Diesel Engine Combustion Chamber Geometry Optimization Using Genetic Algorithms and Multi-Dimensional Spray and Combustion Modeling 2001-01-0547

The recently developed KIVA-GA computer code was used in the current study to optimize the combustion chamber geometry of a heavy -duty diesel truck engine and a high-speed direct-injection (HSDI) small-bore diesel engine. KIVA-GA performs engine simulations within the framework of a genetic algorithm (GA) global optimization code. Design fitness was determined using a modified version of the KIVA-3V code, which calculates the spray, combustion, and emissions formation processes. The measure of design fitness includes NO_x, unburned HC, and soot emissions, as well as fuel consumption. The simultaneous minimization of these factors was the ultimate goal.

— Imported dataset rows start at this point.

//! # fedsql - Federated SQL Executor
//!
//! fedsql runs one SQL statement against many independently administered
//! databases at once and returns a single report, one entry per datasource,
//! in the order the datasources were requested.
//!
//! ## Features
//!
//! - **SQL Guard**: allow-listed leading keywords plus injection heuristics
//! - **Encrypted credentials**: AES-256-GCM tokens for stored passwords
//! - **Bounded concurrency**: a fixed worker pool shared by all requests
//! - **Failure containment**: one backend failing never fails the others
//! - **Backends**: PostgreSQL, MySQL/MariaDB and SQLite through sqlx
//! - **Export**: results as `.xlsx` workbooks, one sheet per datasource
//! - **Metrics**: Prometheus metrics for monitoring
//! - **Health Checks**: Kubernetes-ready health endpoints
//!
//! ## Quick Start
//!
//! ```rust,no_run
//! use fedsql::config::Settings;
//!
//! #[tokio::main]
//! async fn main() -> anyhow::Result<()> {
//!     // Load configuration
//!     let settings = Settings::new()?;
//!
//!     // Server will start on configured host:port
//!     Ok(())
//! }
//! ```
//!
//! ## Architecture
//!
//! - **Domain**: value types, errors and the `DatasourceStore` / `BackendConnector` ports
//! - **Adapters**: guard, cipher, registry, executors, HTTP handlers
//! - **Persistence**: SQL catalog of datasources
//! - **Config**: Configuration management

pub mod adapters;
pub mod cli;
pub mod config;
pub mod domain;
pub mod persistence;

use crate::adapters::api_handler::{self, ApiState};
use crate::adapters::health_handler::HealthHandler;
use crate::adapters::metrics_handler::MetricsHandler;
use axum::{
    routing::{get, post},
    Router,
};
use std::sync::Arc;

/// Creates the Axum application router with all endpoints configured.
///
/// # Arguments
///
/// * `api_state` - Federated executor shared by the query endpoints
/// * `health_handler` - Health check handler
/// * `metrics_handler` - Metrics collection handler
pub fn create_app(
    api_state: ApiState,
    health_handler: Arc<HealthHandler>,
    metrics_handler: Arc<MetricsHandler>,
) -> Router {
    let health_router = Router::new()
        .route("/health", get({
            let handler = health_handler.clone();
            move || {
                let h = handler.clone();
                async move { h.health().await }
            }
        }))
        .route("/health/ready", get({
            let handler = health_handler.clone();
            move || {
                let h = handler.clone();
                async move { h.ready().await }
            }
        }))
        .route("/health/live", get({
            let handler = health_handler.clone();
            move || {
                let h = handler.clone();
                async move { h.live().await }
            }
        }))
        .route("/metrics", get({
            let handler = metrics_handler.clone();
            move || {
                let h = handler.clone();
                async move { h.metrics().await }
            }
        }));

    let api_router = Router::new()
        .route("/datasource/multi-query", post(api_handler::multi_query))
        .route("/datasource/tree", get(api_handler::datasource_tree))
        .route("/execute-sql", post(api_handler::execute_sql))
        .route("/execute-sql/validate", post(api_handler::validate_sql))
        .route(
            "/execute-sql/supported-operations",
            get(api_handler::supported_operations),
        )
        .route("/export-excel", post(api_handler::export_excel))
        .route(
            "/export-multi-datasource-excel",
            post(api_handler::export_multi_datasource_excel),
        )
        .with_state(api_state);

    health_router
        .nest("/api", api_router)
        .layer(tower_http::trace::TraceLayer::new_for_http())
        .layer(
            tower_http::cors::CorsLayer::new()
                .allow_origin(tower_http::cors::Any)
                .allow_methods(tower_http::cors::Any)
                .allow_headers(tower_http::cors::Any),
        )
}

The KIVA-GA methodology was used to optimize the engine performance using nine input variables simultaneously. Three chamber geometry related variables were used along with six other variables, which were thought to have significant interaction with the chamber geometry. The input variables include the piston bowl radius, the piston bowl depth, the piston crown height, the start of injection (SOI) timing, the percent of cooled exhaust gas recirculation (EGR), the swirl ratio (SR) at intake valve closure (IVC), the duration of injection (DOI), the fuel injection nozzle hole size, and the angle of a fuel injection plume with respect to the cylinder axis. Both engines were optimized at a medium-speed, high-load condition with a similar global equivalence ratio. The results show impressive reductions in both exhaust emissions and fuel consumption.